WHAT YOU WILL DO: Return each line of the records below in which the string "BTreeMap" turns up.

────────────────────

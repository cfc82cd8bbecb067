//! `{{ name }}` placeholder substitution

use regex::{Captures, Regex};
use std::collections::BTreeMap;
use std::sync::OnceLock;
use tracing::warn;

static PLACEHOLDER: OnceLock<Option<Regex>> = OnceLock::new();

fn placeholder() -> Option<&'static Regex> {
    PLACEHOLDER
        .get_or_init(|| Regex::new(r"\{\{\s*([A-Za-z_][A-Za-z0-9_]*)\s*\}\}").ok())
        .as_ref()
}

/// Replace every `{{ name }}` with its value. Unknown names render empty.
pub fn render(template: &str, values: &BTreeMap<String, String>) -> String {
    let Some(re) = placeholder() else {
        return template.to_string();
    };
    re.replace_all(template, |caps: &Captures| match values.get(&caps[1]) {
        Some(value) => value.clone(),
        None => {
            warn!(placeholder = &caps[1], "unknown template placeholder");
            String::new()
        }
    })
    .into_owned()
}

#[cfg(test)]
mod tests {
    use super::*;

    fn values() -> BTreeMap<String, String> {
        BTreeMap::from([
            ("title".to_string(), "Octet".to_string()),
            ("count".to_string(), "8".to_string()),
        ])
    }

    #[test]
    fn test_substitution() {
        assert_eq!(render("<h1>{{ title }}</h1>{{count}}", &values()), "<h1>Octet</h1>8");
    }

    #[test]
    fn test_unknown_placeholder_is_empty() {
        assert_eq!(render("a{{ missing }}b", &values()), "ab");
    }

    #[test]
    fn test_other_braces_untouched() {
        let js = "const x = {a: 1}; {{ not valid }}";
        assert_eq!(render(js, &values()), js);
    }
}
//! Baryon magnetic moments as single π-fractions, in nuclear magnetons

use crate::constants::PI;

/// μ = N·π^k / D.
///
/// `pi_power` follows the table convention: negative means π sits in the
/// numerator (N·π^|k|/D), positive means N/π^k, zero means N/D.
#[derive(Debug, Clone)]
pub struct MagneticMoment {
    pub key: String,
    pub name: String,
    pub symbol: String,
    pub latex_symbol: String,
    /// Experimental moment in μ_N
    pub mu_exp: f64,
    pub numerator: i64,
    pub pi_power: i32,
    pub denominator: i64,
    pub charge: i32,
    pub strangeness: i32,
    /// Grouping such as "6-chain" or "20-family"
    pub family: String,
}

impl MagneticMoment {
    pub fn new(key: &str, name: &str, symbol: &str, latex_symbol: &str, mu_exp: f64) -> Self {
        Self {
            key: key.to_string(),
            name: name.to_string(),
            symbol: symbol.to_string(),
            latex_symbol: latex_symbol.to_string(),
            mu_exp,
            numerator: 1,
            pi_power: 0,
            denominator: 1,
            charge: 0,
            strangeness: 0,
            family: String::new(),
        }
    }

    /// Builder: formula N·π^k/D in table convention
    pub fn with_formula(mut self, numerator: i64, pi_power: i32, denominator: i64) -> Self {
        self.numerator = numerator;
        self.pi_power = pi_power;
        self.denominator = denominator;
        self
    }

    pub fn with_charge(mut self, charge: i32) -> Self {
        self.charge = charge;
        self
    }

    pub fn with_strangeness(mut self, strangeness: i32) -> Self {
        self.strangeness = strangeness;
        self
    }

    pub fn in_family(mut self, family: &str) -> Self {
        self.family = family.to_string();
        self
    }

    pub fn mu_calc(&self) -> f64 {
        let n = self.numerator as f64;
        match self.pi_power {
            k if k < 0 => n * PI.powi(-k) / self.denominator as f64,
            0 => n / self.denominator as f64,
            k => n / PI.powi(k),
        }
    }

    pub fn error_percent(&self) -> f64 {
        100.0 * (self.mu_calc() - self.mu_exp).abs() / self.mu_exp.abs()
    }

    pub fn formula_latex(&self) -> String {
        let sign = if self.mu_exp >= 0.0 { "" } else { "-" };
        let n = self.numerator.abs();
        match self.pi_power {
            -1 => format!(r"{}\frac{{{}\pi}}{{{}}}", sign, n, self.denominator),
            k if k < 0 => format!(r"{}\frac{{{}\pi^{}}}{{{}}}", sign, n, -k, self.denominator),
            0 => format!(r"{}\frac{{{}}}{{{}}}", sign, n, self.denominator),
            1 => format!(r"{}\frac{{{}}}{{\pi}}", sign, n),
            k => format!(r"{}\frac{{{}}}{{\pi^{}}}", sign, n, k),
        }
    }

    /// Compact Unicode form, e.g. "8π/9", "-6/π", "-20/π²"
    pub fn formula_display(&self) -> String {
        let sign = if self.mu_exp >= 0.0 { "" } else { "-" };
        let n = self.numerator.abs();
        match self.pi_power {
            k if k < 0 => format!("{}{}{}/{}", sign, n, pi_label(-k), self.denominator),
            0 => format!("{}{}/{}", sign, n, self.denominator),
            k => format!("{}{}/{}", sign, n, pi_label(k)),
        }
    }
}

fn pi_label(power: i32) -> String {
    match power {
        1 => "π".to_string(),
        2 => "π²".to_string(),
        3 => "π³".to_string(),
        k => format!("π^{}", k),
    }
}

#[cfg(test)]
mod tests {
    use super::*;

    fn proton() -> MagneticMoment {
        MagneticMoment::new("p", "Proton", "p", "p", 2.7928473508)
            .with_formula(8, -1, 9)
            .with_charge(1)
    }

    #[test]
    fn test_proton_moment() {
        let p = proton();
        assert!((p.mu_calc() - 8.0 * PI / 9.0).abs() < 1e-12);
        assert!((p.mu_calc() - 2.7925).abs() < 1e-4);
        assert!(p.error_percent() < 0.02);
    }

    #[test]
    fn test_inverse_power() {
        let omega = MagneticMoment::new("Omega", "Omega", "Ω⁻", r"\Omega^-", -2.02)
            .with_formula(-20, 2, 1);
        assert!((omega.mu_calc() + 20.0 / (PI * PI)).abs() < 1e-12);
        assert_eq!(omega.formula_latex(), r"-\frac{20}{\pi^2}");
        assert_eq!(omega.formula_display(), "-20/π²");
    }

    #[test]
    fn test_formula_strings() {
        let p = proton();
        assert_eq!(p.formula_latex(), r"\frac{8\pi}{9}");
        assert_eq!(p.formula_display(), "8π/9");

        let n = MagneticMoment::new("n", "Neutron", "n", "n", -1.9130427).with_formula(-6, 1, 1);
        assert_eq!(n.formula_latex(), r"-\frac{6}{\pi}");
    }
}
//! Site build errors

use lambda7_core::Lambda7Error;
use std::path::PathBuf;
use thiserror::Error;

#[derive(Debug, Error)]
pub enum SiteError {
    #[error("I/O error at {path}: {source}")]
    Io {
        path: PathBuf,
        #[source]
        source: std::io::Error,
    },

    #[error("File watcher error: {0}")]
    Notify(#[from] notify::Error),

    #[error("{0}")]
    Engine(#[from] Lambda7Error),
}

impl SiteError {
    pub fn io(path: impl Into<PathBuf>, source: std::io::Error) -> Self {
        SiteError::Io {
            path: path.into(),
            source,
        }
    }
}
//! Heavy-flavour baryons: charm (14π⁵ base), double charm, bottom (36π⁵ base)

use lambda7_core::{Atom, Correction, Family, Particle, Polynomial, Spin};

fn k(num: i64, den: i64) -> Correction {
    Correction::constant(num, den)
}

fn charm(key: &str, name: &str, symbol: &str, latex: &str, mass: f64) -> Particle {
    Particle::new(key, name, symbol, latex, mass).in_family(Family::Charm)
}

fn bottom(key: &str, name: &str, symbol: &str, latex: &str, mass: f64) -> Particle {
    Particle::new(key, name, symbol, latex, mass).in_family(Family::Bottom)
}

pub fn charm_baryons() -> Vec<Particle> {
    let sigma_c = Polynomial::from_ints(&[(5, 14), (4, 5), (3, 1)]);
    let sigma_c_star = Polynomial::from_ints(&[(5, 14), (4, 6), (3, 2)]);
    let xi_c_star = Polynomial::from_ints(&[(5, 15), (4, 6)]);

    vec![
        charm("Lc+", "Lambda_c+", "Λc⁺", r"\Lambda_c^+", 2286.46)
            .with_polynomial(Polynomial::from_ints(&[(5, 14), (4, 2)]))
            .with_correction(k(-23, 5))
            .with_charge(1)
            .at_node("Lc")
            .with_quarks("udc"),
        charm("Sc++", "Sigma_c++", "Σc⁺⁺", r"\Sigma_c^{++}", 2453.97)
            .with_polynomial(sigma_c.clone())
            .with_correction(Correction::ratio(-3, 5, Atom::ExpNegPi))
            .with_charge(2)
            .at_node("Scpp")
            .with_quarks("uuc"),
        charm("Sc+", "Sigma_c+", "Σc⁺", r"\Sigma_c^+", 2452.65)
            .with_polynomial(sigma_c.clone())
            .with_correction(k(-13, 5))
            .with_charge(1)
            .at_node("Scp")
            .with_quarks("udc"),
        charm("Sc0", "Sigma_c0", "Σc⁰", r"\Sigma_c^0", 2453.75)
            .with_polynomial(sigma_c)
            .with_correction(k(-2, 5))
            .at_node("Sc0")
            .with_quarks("ddc"),
        charm("Sc*++", "Sigma_c*++", "Σc*⁺⁺", r"\Sigma_c^{*++}", 2518.41)
            .with_polynomial(sigma_c_star.clone())
            .with_correction(k(-12, 5))
            .with_spin(Spin::ThreeHalves)
            .with_charge(2)
            .at_node("Scspp")
            .with_quarks("uuc"),
        charm("Sc*+", "Sigma_c*+", "Σc*⁺", r"\Sigma_c^{*+}", 2517.4)
            .with_polynomial(sigma_c_star.clone())
            .with_correction(Correction::ratio(-7, 5, Atom::Pi))
            .with_spin(Spin::ThreeHalves)
            .with_charge(1)
            .at_node("Scsp")
            .with_quarks("udc"),
        charm("Sc*0", "Sigma_c*0", "Σc*⁰", r"\Sigma_c^{*0}", 2518.48)
            .with_polynomial(sigma_c_star)
            .with_correction(k(-11, 5))
            .with_spin(Spin::ThreeHalves)
            .at_node("Scs0")
            .with_quarks("ddc"),
        charm("Xc+", "Xi_c+", "Ξc⁺", r"\Xi_c^+", 2467.71)
            .with_polynomial(Polynomial::from_ints(&[(5, 15), (4, 2), (3, 1), (2, 1)]))
            .with_correction(k(16, 5))
            .with_charge(1)
            .with_strangeness(-1)
            .at_node("Xcp")
            .with_quarks("usc"),
        charm("Xc0", "Xi_c0", "Ξc⁰", r"\Xi_c^0", 2470.44)
            .with_polynomial(Polynomial::from_ints(&[(5, 15), (4, 2), (3, 1), (2, 2)]))
            .with_correction(Correction::ratio(-4, 1, Atom::InvPi))
            .with_strangeness(-1)
            .at_node("Xc0")
            .with_quarks("dsc"),
        charm("Xc*+", "Xi_c*+", "Ξc*⁺", r"\Xi_c^{*+}", 2645.10)
            .with_polynomial(xi_c_star.clone())
            .with_correction(Correction::ratio(5, 1, Atom::InvPi))
            .with_spin(Spin::ThreeHalves)
            .with_charge(1)
            .with_strangeness(-1)
            .at_node("Xcsp")
            .with_quarks("usc"),
        charm("Xc*0", "Xi_c*0", "Ξc*⁰", r"\Xi_c^{*0}", 2646.16)
            .with_polynomial(xi_c_star)
            .with_correction(k(18, 5))
            .with_spin(Spin::ThreeHalves)
            .with_strangeness(-1)
            .at_node("Xcs0")
            .with_quarks("dsc"),
        charm("Oc0", "Omega_c0", "Ωc⁰", r"\Omega_c^0", 2695.2)
            .with_polynomial(Polynomial::from_ints(&[(5, 16), (4, 4), (2, -1)]))
            .with_correction(k(-9, 5))
            .with_strangeness(-2)
            .at_node("Oc0")
            .with_quarks("ssc"),
        charm("Oc*0", "Omega_c*0", "Ωc*⁰", r"\Omega_c^{*0}", 2765.9)
            .with_polynomial(Polynomial::from_ints(&[(5, 16), (4, 5), (2, 3)]))
            .with_correction(Correction::ratio(-28, 5, Atom::ExpNegPi))
            .with_spin(Spin::ThreeHalves)
            .with_strangeness(-2)
            .at_node("Ocs0")
            .with_quarks("ssc"),
    ]
}

/// Ξcc⁺⁺ is the only member and the only baryon needing a π⁶ term
pub fn double_charm_baryons() -> Vec<Particle> {
    vec![Particle::new("Xcc++", "Xi_cc++", "Ξcc⁺⁺", r"\Xi_{cc}^{++}", 3621.6)
        .with_polynomial(Polynomial::from_ints(&[(6, 3), (5, 14), (3, -2), (2, -2)]))
        .with_correction(k(3, 5))
        .with_charge(2)
        .in_family(Family::DoubleCharm)
        .at_node("Xccpp")
        .with_quarks("ucc")]
}

pub fn bottom_baryons() -> Vec<Particle> {
    vec![
        bottom("Lb0", "Lambda_b0", "Λb⁰", r"\Lambda_b^0", 5619.60)
            .with_polynomial(Polynomial::from_ints(&[(5, 36), (2, -2)]))
            .with_correction(Correction::ratio(36, 5, Atom::ExpNegPi))
            .at_node("Lb")
            .with_quarks("udb"),
        bottom("Sb+", "Sigma_b+", "Σb⁺", r"\Sigma_b^+", 5810.56)
            .with_polynomial(Polynomial::from_ints(&[(5, 36), (4, 3), (3, 2)]))
            .with_correction(Correction::ratio(4, 5, Atom::ExpNegPi))
            .with_charge(1)
            .at_node("Sbp")
            .with_quarks("uub"),
        bottom("Sb-", "Sigma_b-", "Σb⁻", r"\Sigma_b^-", 5815.64)
            .with_polynomial(Polynomial::from_ints(&[(5, 36), (4, 5), (3, -4)]))
            .with_correction(k(6, 5))
            .with_charge(-1)
            .at_node("Sbm")
            .with_quarks("ddb"),
        bottom("Xb0", "Xi_b0", "Ξb⁰", r"\Xi_b^0", 5791.9)
            .with_polynomial(Polynomial::from_ints(&[(5, 37), (2, 1)]))
            .with_correction(Correction::ratio(3, 5, Atom::Pi))
            .with_strangeness(-1)
            .at_node("Xb0")
            .with_quarks("usb"),
        bottom("Xb-", "Xi_b-", "Ξb⁻", r"\Xi_b^-", 5797.0)
            .with_polynomial(Polynomial::from_ints(&[(5, 37), (2, 2)]))
            .with_correction(k(2, 1))
            .with_charge(-1)
            .with_strangeness(-1)
            .at_node("Xbm")
            .with_quarks("dsb"),
        bottom("Ob-", "Omega_b-", "Ωb⁻", r"\Omega_b^-", 6045.2)
            .with_polynomial(Polynomial::from_ints(&[(5, 38), (4, 4), (3, -6)]))
            .with_correction(k(-11, 5))
            .with_charge(-1)
            .with_strangeness(-2)
            .at_node("Obm")
            .with_quarks("ssb"),
    ]
}

#[cfg(test)]
mod tests {
    use super::*;
    use lambda7_core::MassFormula;

    #[test]
    fn test_heavy_accuracy() {
        let all = charm_baryons()
            .into_iter()
            .chain(double_charm_baryons())
            .chain(bottom_baryons());
        for p in all {
            assert!(p.error_kev().abs() < 50.0, "{}: {} keV", p.key, p.error_kev());
        }
    }

    #[test]
    fn test_families() {
        assert!(charm_baryons().iter().all(|p| p.family == Family::Charm));
        assert!(bottom_baryons().iter().all(|p| p.family == Family::Bottom));
        assert_eq!(double_charm_baryons()[0].polynomial.leading_power(), Some(6));
    }
}
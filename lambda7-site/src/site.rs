//! Static site build
//!
//! Copies `static/`, renders each known page template with the engine's
//! fragments, and always writes the interactive tree page. A page whose
//! template is missing is skipped with a warning.

use crate::config::SiteConfig;
use crate::error::SiteError;
use crate::template;
use lambda7::Lambda7;
use std::fs;
use std::path::Path;
use tracing::{debug, info, warn};

/// Page templates, rendered to a file of the same name
pub const PAGES: &[&str] = &[
    "index.html",
    "baryon_cycle.html",
    "charm_cycle.html",
    "bottom_cycle.html",
    "mesons.html",
    "magnetic.html",
    "formulas.html",
    "framework.html",
    "lorentz.html",
    "q_calculus.html",
    "seven.html",
];

pub const TREE_PAGE: &str = "baryon_tree.html";

#[derive(Debug, Default, Clone, PartialEq, Eq)]
pub struct BuildReport {
    pub built: Vec<String>,
    pub skipped: Vec<String>,
}

pub fn build(config: &SiteConfig, engine: &Lambda7) -> Result<BuildReport, SiteError> {
    info!(dist = %config.dist.display(), "building site");
    fs::create_dir_all(&config.dist).map_err(|e| SiteError::io(&config.dist, e))?;

    let static_dist = config.dist.join("static");
    if config.static_dir.is_dir() {
        if static_dist.exists() {
            fs::remove_dir_all(&static_dist).map_err(|e| SiteError::io(&static_dist, e))?;
        }
        copy_dir(&config.static_dir, &static_dist)?;
        info!("copied static files");
    } else {
        warn!(path = %config.static_dir.display(), "no static directory");
    }

    let fragments = engine.fragments()?;
    let mut report = BuildReport::default();

    for page in PAGES {
        let source = config.templates.join(page);
        if !source.is_file() {
            warn!(page, "skipping page, template not found");
            report.skipped.push(page.to_string());
            continue;
        }
        let text = fs::read_to_string(&source).map_err(|e| SiteError::io(&source, e))?;
        let target = config.dist.join(page);
        fs::write(&target, template::render(&text, &fragments)).map_err(|e| SiteError::io(&target, e))?;
        info!(page, "built");
        report.built.push(page.to_string());
    }

    let tree_target = config.dist.join(TREE_PAGE);
    fs::write(&tree_target, engine.tree_page()?).map_err(|e| SiteError::io(&tree_target, e))?;
    info!(page = TREE_PAGE, "built");
    report.built.push(TREE_PAGE.to_string());

    info!(
        built = report.built.len(),
        skipped = report.skipped.len(),
        "done, open {}",
        config.dist.join("index.html").display()
    );
    Ok(report)
}

fn copy_dir(from: &Path, to: &Path) -> Result<(), SiteError> {
    fs::create_dir_all(to).map_err(|e| SiteError::io(to, e))?;
    for entry in fs::read_dir(from).map_err(|e| SiteError::io(from, e))? {
        let entry = entry.map_err(|e| SiteError::io(from, e))?;
        let path = entry.path();
        let dest = to.join(entry.file_name());
        if path.is_dir() {
            copy_dir(&path, &dest)?;
        } else {
            fs::copy(&path, &dest).map_err(|e| SiteError::io(&path, e))?;
            debug!(file = %dest.display(), "copied");
        }
    }
    Ok(())
}
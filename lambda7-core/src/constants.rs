//! Numerical constants of the π-algebra

use std::sync::LazyLock;

pub const PI: f64 = std::f64::consts::PI;

/// Electron rest mass in MeV (CODATA 2018)
pub const M_E: f64 = 0.51099895;

/// Golden ratio φ = (1 + √5) / 2
pub const PHI: f64 = 1.618_033_988_749_895;

/// Lowest and highest powers of π carried by a polynomial
pub const MIN_POWER: i32 = -1;
pub const MAX_POWER: i32 = 7;

/// e^(−π) ≈ 0.04321
pub static E_NEG_PI: LazyLock<f64> = LazyLock::new(|| (-PI).exp());

/// q-integer [2]_π = π + 1
pub const Q2_PI: f64 = PI + 1.0;

static PI_POWERS: LazyLock<Vec<f64>> =
    LazyLock::new(|| (MIN_POWER..=MAX_POWER).map(|p| PI.powi(p)).collect());

/// π^power, precomputed for the polynomial range
pub fn pi_pow(power: i32) -> f64 {
    if (MIN_POWER..=MAX_POWER).contains(&power) {
        PI_POWERS[(power - MIN_POWER) as usize]
    } else {
        PI.powi(power)
    }
}

/// e^(−π)
pub fn e_neg_pi() -> f64 {
    *E_NEG_PI
}
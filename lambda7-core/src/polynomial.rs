//! Sparse polynomials in π with exact coefficients

use crate::constants::pi_pow;
use crate::Coefficient;
use std::collections::BTreeMap;

/// Σ c_p · π^p over a sparse set of powers.
///
/// Zero coefficients are never stored, so two polynomials are equal exactly
/// when they have the same non-zero terms.
#[derive(Debug, Clone, Default, PartialEq, Eq)]
pub struct Polynomial {
    terms: BTreeMap<i32, Coefficient>,
}

impl Polynomial {
    pub fn new() -> Self {
        Self::default()
    }

    /// Build from integer coefficients, e.g. `&[(5, 7), (3, 6)]` for 7π⁵ + 6π³
    pub fn from_ints(terms: &[(i32, i64)]) -> Self {
        terms
            .iter()
            .fold(Self::new(), |poly, &(power, c)| poly.with_term(power, Coefficient::from_i64(c)))
    }

    /// Builder: add `coefficient · π^power` to this polynomial
    pub fn with_term(mut self, power: i32, coefficient: Coefficient) -> Self {
        let sum = self.coefficient(power).add(&coefficient);
        if sum.is_zero() {
            self.terms.remove(&power);
        } else {
            self.terms.insert(power, sum);
        }
        self
    }

    /// Builder: add `(num/den) · π^power`
    pub fn with_ratio(self, power: i32, num: i64, den: i64) -> Self {
        self.with_term(power, Coefficient::from_ratio(num, den))
    }

    /// Coefficient of π^power (zero when absent)
    pub fn coefficient(&self, power: i32) -> Coefficient {
        self.terms.get(&power).cloned().unwrap_or_default()
    }

    pub fn is_empty(&self) -> bool {
        self.terms.is_empty()
    }

    pub fn len(&self) -> usize {
        self.terms.len()
    }

    /// Non-zero terms, highest power first
    pub fn terms_descending(&self) -> impl Iterator<Item = (i32, &Coefficient)> {
        self.terms.iter().rev().map(|(p, c)| (*p, c))
    }

    pub fn leading_power(&self) -> Option<i32> {
        self.terms.keys().next_back().copied()
    }

    /// Numerical value in electron masses
    pub fn value(&self) -> f64 {
        self.terms.iter().map(|(p, c)| c.to_f64() * pi_pow(*p)).sum()
    }

    /// Per-power difference `self − parent`, zero terms dropped
    pub fn diff(&self, parent: &Polynomial) -> Polynomial {
        let mut out = self.clone();
        for (power, c) in &parent.terms {
            out = out.with_term(*power, c.neg());
        }
        out
    }

    pub fn add(&self, other: &Polynomial) -> Polynomial {
        let mut out = self.clone();
        for (power, c) in &other.terms {
            out = out.with_term(*power, c.clone());
        }
        out
    }

    /// LaTeX source for the polynomial, e.g. `9\pi^5 + 2\pi^3 + \frac{1}{2}\pi^2 - \pi`
    pub fn to_latex(&self) -> String {
        let mut out = String::new();
        for (power, c) in self.terms_descending() {
            let body = term_latex(&c.abs(), power);
            if out.is_empty() {
                if c.is_negative() {
                    out.push('-');
                }
            } else {
                out.push_str(if c.is_negative() { " - " } else { " + " });
            }
            out.push_str(&body);
        }
        if out.is_empty() {
            out.push('0');
        }
        out
    }
}

/// LaTeX for `c · π^power` with a non-negative coefficient
fn term_latex(c: &Coefficient, power: i32) -> String {
    let pi = match power {
        0 => String::new(),
        1 => r"\pi".to_string(),
        p => format!(r"\pi^{{{}}}", p),
    };

    if power < 0 {
        let (num, den) = c.to_parts().unwrap_or((1, 1));
        let pi_den = if power == -1 { r"\pi".to_string() } else { format!(r"\pi^{{{}}}", -power) };
        return if den == 1 {
            format!(r"\frac{{{}}}{{{}}}", num, pi_den)
        } else {
            format!(r"\frac{{{}}}{{{}{}}}", num, den, pi_den)
        };
    }

    if c.is_integer() {
        if c.is_one() && power != 0 {
            pi
        } else {
            format!("{}{}", c, pi)
        }
    } else {
        let (num, den) = c.to_parts().unwrap_or((1, 1));
        format!(r"\frac{{{}}}{{{}}}{}", num, den, pi)
    }
}

#[cfg(test)]
mod tests {
    use super::*;
    use crate::constants::{pi_pow, PI};

    #[test]
    fn test_zero_terms_not_stored() {
        let p = Polynomial::from_ints(&[(5, 7), (3, 0)]);
        assert_eq!(p.len(), 1);
        assert_eq!(p, Polynomial::from_ints(&[(5, 7)]));
    }

    #[test]
    fn test_value() {
        let p = Polynomial::from_ints(&[(5, 7), (3, 6), (2, 1)]);
        let expected = 7.0 * pi_pow(5) + 6.0 * pi_pow(3) + pi_pow(2);
        assert!((p.value() - expected).abs() < 1e-9);

        let q = Polynomial::new().with_ratio(-1, 1, 2);
        assert!((q.value() - 1.0 / (2.0 * PI)).abs() < 1e-15);
    }

    #[test]
    fn test_diff() {
        let child = Polynomial::from_ints(&[(5, 8), (4, 6), (3, -1)]);
        let parent = Polynomial::from_ints(&[(5, 8)]);
        assert_eq!(child.diff(&parent), Polynomial::from_ints(&[(4, 6), (3, -1)]));
        assert!(child.diff(&child).is_empty());
    }

    #[test]
    fn test_diff_with_missing_child_power() {
        let child = Polynomial::from_ints(&[(5, 7)]);
        let parent = Polynomial::from_ints(&[(5, 7), (3, 6)]);
        assert_eq!(child.diff(&parent).coefficient(3).to_i64(), Some(-6));
    }

    #[test]
    fn test_terms_descending() {
        let p = Polynomial::from_ints(&[(2, 1), (5, 7), (3, 6)]);
        let powers: Vec<i32> = p.terms_descending().map(|(power, _)| power).collect();
        assert_eq!(powers, vec![5, 3, 2]);
        assert_eq!(p.leading_power(), Some(5));
    }

    #[test]
    fn test_to_latex() {
        let p = Polynomial::from_ints(&[(5, 7), (3, 6), (2, 1)]);
        assert_eq!(p.to_latex(), r"7\pi^{5} + 6\pi^{3} + \pi^{2}");

        let roper = Polynomial::from_ints(&[(5, 9), (3, 2), (1, -1)]).with_ratio(2, 1, 2);
        assert_eq!(roper.to_latex(), r"9\pi^{5} + 2\pi^{3} + \frac{1}{2}\pi^{2} - \pi");

        let lambda_1405 = Polynomial::from_ints(&[(5, 9), (1, -1), (0, -1), (-1, -1)]);
        assert_eq!(lambda_1405.to_latex(), r"9\pi^{5} - \pi - 1 - \frac{1}{\pi}");

        let half = Polynomial::new().with_ratio(-1, -1, 2);
        assert_eq!(half.to_latex(), r"-\frac{1}{2\pi}");

        assert_eq!(Polynomial::new().to_latex(), "0");
    }
}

────────────────────

YOUR SOLUTION:
use std::collections::BTreeMap;
pub fn render(template: &str, values: &BTreeMap<String, String>) -> String {
    fn values() -> BTreeMap<String, String> {
        BTreeMap::from([
use std::collections::BTreeMap;
    terms: BTreeMap<i32, Coefficient>,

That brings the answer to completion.